─── EXERCISE INPUT
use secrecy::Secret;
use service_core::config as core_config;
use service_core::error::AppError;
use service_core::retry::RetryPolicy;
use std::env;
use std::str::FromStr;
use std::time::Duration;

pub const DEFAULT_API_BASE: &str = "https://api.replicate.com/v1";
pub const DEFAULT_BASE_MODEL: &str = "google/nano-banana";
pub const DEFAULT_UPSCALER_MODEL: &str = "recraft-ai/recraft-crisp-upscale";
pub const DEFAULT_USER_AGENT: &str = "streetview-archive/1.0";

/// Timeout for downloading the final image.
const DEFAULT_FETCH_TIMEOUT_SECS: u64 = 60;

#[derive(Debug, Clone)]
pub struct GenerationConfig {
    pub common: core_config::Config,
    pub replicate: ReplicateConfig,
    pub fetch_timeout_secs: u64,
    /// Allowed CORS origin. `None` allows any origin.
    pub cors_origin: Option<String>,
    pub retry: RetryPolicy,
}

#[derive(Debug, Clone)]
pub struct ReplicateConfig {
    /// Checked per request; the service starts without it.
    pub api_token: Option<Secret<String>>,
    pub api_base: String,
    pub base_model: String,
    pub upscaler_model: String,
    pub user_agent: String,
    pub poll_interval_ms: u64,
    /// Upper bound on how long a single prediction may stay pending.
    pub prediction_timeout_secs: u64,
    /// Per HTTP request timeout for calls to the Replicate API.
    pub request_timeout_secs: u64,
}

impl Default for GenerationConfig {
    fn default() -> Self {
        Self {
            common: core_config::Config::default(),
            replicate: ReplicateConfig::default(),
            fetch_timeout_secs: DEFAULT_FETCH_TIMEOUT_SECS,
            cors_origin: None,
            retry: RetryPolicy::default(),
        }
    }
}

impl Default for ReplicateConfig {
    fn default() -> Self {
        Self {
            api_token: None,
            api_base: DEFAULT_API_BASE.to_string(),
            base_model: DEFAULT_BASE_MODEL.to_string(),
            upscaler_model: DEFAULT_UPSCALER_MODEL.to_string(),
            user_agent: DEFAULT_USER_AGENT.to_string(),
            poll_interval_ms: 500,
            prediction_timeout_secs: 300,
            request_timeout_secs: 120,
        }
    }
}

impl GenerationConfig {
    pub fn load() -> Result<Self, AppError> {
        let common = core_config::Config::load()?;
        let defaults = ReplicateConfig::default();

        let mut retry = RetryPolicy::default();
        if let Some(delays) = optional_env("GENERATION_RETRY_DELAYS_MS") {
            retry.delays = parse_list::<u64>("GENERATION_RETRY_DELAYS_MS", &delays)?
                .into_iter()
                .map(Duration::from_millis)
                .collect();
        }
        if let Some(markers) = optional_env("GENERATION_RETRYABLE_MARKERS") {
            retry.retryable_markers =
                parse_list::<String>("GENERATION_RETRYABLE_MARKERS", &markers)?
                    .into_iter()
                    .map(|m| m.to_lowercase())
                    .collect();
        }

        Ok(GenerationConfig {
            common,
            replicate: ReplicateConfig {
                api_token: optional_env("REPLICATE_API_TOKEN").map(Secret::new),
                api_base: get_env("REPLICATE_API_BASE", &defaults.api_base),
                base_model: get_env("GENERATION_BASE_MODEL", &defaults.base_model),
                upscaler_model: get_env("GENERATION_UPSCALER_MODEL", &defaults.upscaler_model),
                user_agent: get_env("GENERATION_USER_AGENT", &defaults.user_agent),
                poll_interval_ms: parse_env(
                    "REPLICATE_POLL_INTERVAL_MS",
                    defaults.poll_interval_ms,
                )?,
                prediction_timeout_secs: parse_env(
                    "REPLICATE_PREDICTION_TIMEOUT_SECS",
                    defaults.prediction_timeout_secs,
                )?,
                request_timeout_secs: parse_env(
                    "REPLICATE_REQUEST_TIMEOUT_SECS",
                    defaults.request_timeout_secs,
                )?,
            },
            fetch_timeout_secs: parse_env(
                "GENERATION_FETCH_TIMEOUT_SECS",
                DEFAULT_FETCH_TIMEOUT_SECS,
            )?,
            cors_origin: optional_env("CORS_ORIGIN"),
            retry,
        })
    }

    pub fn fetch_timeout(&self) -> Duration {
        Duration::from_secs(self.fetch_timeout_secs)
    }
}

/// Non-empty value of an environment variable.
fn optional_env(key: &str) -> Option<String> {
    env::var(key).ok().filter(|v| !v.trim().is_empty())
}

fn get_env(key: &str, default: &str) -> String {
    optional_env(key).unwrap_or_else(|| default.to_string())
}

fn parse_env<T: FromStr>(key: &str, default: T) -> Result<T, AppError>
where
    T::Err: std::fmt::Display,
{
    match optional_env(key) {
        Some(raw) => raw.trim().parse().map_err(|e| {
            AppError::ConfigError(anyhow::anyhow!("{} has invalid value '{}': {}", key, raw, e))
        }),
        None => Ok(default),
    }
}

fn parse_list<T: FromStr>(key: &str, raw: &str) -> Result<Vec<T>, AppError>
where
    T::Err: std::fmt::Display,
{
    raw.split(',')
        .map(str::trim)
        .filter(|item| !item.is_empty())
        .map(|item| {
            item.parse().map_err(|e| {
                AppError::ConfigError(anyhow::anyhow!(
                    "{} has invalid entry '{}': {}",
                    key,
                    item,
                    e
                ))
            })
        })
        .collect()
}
──────
─── EXERCISE INPUT
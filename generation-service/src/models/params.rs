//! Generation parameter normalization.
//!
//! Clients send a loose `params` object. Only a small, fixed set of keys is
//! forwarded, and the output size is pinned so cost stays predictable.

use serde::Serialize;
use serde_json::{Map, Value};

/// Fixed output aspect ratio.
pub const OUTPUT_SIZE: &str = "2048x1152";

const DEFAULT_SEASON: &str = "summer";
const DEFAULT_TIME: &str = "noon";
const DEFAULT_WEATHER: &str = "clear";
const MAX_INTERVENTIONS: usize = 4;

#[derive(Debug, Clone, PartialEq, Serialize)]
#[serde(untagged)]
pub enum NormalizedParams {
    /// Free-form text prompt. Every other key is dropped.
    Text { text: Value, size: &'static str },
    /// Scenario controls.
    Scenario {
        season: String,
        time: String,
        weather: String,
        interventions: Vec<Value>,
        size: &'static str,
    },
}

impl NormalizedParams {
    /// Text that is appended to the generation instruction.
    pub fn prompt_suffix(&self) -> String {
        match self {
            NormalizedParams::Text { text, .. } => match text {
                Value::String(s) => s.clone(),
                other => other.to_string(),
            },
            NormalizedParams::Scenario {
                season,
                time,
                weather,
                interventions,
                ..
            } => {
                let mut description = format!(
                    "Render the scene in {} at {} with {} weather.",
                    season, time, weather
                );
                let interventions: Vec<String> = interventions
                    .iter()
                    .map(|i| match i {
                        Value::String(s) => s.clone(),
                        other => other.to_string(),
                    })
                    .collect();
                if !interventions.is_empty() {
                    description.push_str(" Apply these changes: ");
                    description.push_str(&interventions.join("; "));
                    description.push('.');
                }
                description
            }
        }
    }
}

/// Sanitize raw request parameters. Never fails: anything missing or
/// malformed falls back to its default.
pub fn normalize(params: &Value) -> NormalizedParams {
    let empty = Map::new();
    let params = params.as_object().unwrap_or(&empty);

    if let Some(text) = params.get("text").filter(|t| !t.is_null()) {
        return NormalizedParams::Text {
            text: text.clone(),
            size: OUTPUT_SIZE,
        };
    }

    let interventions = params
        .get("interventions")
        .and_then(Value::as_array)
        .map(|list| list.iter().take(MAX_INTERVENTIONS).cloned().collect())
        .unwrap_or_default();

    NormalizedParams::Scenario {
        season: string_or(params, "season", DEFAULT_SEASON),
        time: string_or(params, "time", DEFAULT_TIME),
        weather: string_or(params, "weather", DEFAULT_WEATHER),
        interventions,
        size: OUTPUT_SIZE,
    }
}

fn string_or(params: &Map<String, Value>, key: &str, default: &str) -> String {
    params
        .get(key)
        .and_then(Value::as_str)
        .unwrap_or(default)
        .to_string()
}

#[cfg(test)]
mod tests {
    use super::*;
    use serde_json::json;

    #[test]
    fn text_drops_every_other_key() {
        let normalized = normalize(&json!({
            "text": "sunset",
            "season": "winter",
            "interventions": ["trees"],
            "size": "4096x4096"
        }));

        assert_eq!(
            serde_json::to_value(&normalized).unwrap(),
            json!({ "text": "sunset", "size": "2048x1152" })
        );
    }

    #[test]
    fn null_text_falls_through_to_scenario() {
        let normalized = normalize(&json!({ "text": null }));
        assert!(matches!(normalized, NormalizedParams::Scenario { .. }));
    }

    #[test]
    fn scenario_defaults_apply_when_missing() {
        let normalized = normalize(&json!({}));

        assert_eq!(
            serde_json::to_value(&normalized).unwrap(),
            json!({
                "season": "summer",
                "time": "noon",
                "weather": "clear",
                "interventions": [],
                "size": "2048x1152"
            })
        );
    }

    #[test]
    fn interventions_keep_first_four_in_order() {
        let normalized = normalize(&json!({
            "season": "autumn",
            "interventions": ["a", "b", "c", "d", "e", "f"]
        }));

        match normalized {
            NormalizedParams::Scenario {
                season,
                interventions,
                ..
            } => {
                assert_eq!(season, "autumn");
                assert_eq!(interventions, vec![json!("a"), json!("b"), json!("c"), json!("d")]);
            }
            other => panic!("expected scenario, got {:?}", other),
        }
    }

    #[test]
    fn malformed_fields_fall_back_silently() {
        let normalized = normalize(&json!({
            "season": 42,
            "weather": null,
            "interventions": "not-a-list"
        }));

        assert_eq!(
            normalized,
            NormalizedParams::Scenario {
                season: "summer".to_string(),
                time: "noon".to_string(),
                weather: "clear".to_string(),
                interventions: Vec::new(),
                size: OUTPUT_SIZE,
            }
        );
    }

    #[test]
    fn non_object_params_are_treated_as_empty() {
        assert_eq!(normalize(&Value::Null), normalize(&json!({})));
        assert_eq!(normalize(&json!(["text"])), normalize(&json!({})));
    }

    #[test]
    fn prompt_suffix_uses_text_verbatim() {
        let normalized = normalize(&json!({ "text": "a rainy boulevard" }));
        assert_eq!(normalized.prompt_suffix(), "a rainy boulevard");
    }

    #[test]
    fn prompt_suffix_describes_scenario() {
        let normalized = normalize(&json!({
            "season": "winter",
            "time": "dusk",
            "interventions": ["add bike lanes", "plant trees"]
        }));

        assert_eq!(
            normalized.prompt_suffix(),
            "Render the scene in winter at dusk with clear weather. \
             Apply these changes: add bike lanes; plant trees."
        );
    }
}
──────
─── EXERCISE INPUT
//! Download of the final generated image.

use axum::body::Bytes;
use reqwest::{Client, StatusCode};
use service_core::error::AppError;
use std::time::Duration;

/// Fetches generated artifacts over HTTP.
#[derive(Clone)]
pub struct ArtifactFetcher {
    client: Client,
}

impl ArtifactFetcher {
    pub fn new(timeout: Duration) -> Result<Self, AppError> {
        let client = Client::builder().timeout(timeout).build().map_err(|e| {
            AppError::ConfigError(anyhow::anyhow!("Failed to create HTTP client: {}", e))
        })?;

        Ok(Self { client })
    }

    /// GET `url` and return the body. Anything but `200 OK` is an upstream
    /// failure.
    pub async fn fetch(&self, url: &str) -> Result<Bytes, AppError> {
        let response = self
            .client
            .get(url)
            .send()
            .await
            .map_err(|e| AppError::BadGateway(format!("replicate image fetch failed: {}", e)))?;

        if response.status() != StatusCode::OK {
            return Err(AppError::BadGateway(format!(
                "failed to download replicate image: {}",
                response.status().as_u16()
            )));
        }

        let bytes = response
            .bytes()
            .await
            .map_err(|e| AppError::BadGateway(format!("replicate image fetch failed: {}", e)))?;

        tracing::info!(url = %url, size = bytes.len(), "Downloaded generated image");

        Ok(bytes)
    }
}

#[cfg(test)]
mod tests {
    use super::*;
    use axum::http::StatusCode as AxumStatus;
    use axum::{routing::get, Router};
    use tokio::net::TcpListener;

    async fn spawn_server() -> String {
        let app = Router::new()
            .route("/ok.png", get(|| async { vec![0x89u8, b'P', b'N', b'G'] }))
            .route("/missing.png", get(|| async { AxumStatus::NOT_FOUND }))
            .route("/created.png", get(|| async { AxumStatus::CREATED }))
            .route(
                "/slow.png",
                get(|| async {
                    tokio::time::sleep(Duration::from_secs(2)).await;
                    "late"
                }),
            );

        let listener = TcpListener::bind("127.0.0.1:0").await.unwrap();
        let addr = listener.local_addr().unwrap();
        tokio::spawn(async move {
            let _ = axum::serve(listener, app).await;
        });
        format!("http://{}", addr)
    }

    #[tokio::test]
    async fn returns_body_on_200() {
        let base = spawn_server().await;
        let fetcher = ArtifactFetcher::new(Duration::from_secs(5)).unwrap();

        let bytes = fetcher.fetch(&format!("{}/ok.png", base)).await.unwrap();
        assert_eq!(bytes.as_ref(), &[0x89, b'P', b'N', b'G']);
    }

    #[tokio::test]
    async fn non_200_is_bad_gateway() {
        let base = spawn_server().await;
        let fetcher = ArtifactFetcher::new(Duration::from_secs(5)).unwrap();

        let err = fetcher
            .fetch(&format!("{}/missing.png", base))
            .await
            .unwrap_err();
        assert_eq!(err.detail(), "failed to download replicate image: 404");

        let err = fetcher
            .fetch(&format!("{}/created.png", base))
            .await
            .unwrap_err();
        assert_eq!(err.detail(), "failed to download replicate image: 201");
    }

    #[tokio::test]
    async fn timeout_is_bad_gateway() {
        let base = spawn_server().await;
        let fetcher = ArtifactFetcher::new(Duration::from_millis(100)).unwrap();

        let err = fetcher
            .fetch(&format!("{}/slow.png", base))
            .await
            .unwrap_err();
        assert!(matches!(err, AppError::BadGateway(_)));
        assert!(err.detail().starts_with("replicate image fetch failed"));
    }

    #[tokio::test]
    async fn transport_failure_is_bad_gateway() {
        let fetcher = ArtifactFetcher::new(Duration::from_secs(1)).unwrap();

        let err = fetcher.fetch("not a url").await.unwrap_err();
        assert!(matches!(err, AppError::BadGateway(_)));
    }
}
──────
* **TASK INSTRUCTIONS**
Out of the material above, output word for word the line with "use secrecy::Secret;", the line with "pub const DEFAULT_UPSCALER_MODEL: &str", and all lines between them, with nothing else.

* **RESULT FOR THIS TASK**
use secrecy::Secret;
use service_core::config as core_config;
use service_core::error::AppError;
use service_core::retry::RetryPolicy;
use std::env;
use std::str::FromStr;
use std::time::Duration;

pub const DEFAULT_API_BASE: &str = "https://api.replicate.com/v1";
pub const DEFAULT_BASE_MODEL: &str = "google/nano-banana";
pub const DEFAULT_UPSCALER_MODEL: &str = "recraft-ai/recraft-crisp-upscale";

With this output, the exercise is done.